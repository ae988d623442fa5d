#![cfg_attr(feature = "fail-on-warnings", deny(warnings))]
#![warn(clippy::all, clippy::pedantic, clippy::nursery, clippy::cargo)]
#![allow(clippy::multiple_crate_versions, clippy::cargo_common_metadata)]

//! Binary entry point for the pipeline API server.

#[actix_web::main]
async fn main() -> std::io::Result<()> {
    pretty_env_logger::init_custom_env("RUST_LOG");

    pine_beetle_server::run_server().await
}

> **What to produce**:
Reproduce only those lines of the entries above that run from the line with "async fn main()" to the final line.

> **Exercise solution**:
async fn main() -> std::io::Result<()> {
    pretty_env_logger::init_custom_env("RUST_LOG");

    pine_beetle_server::run_server().await
}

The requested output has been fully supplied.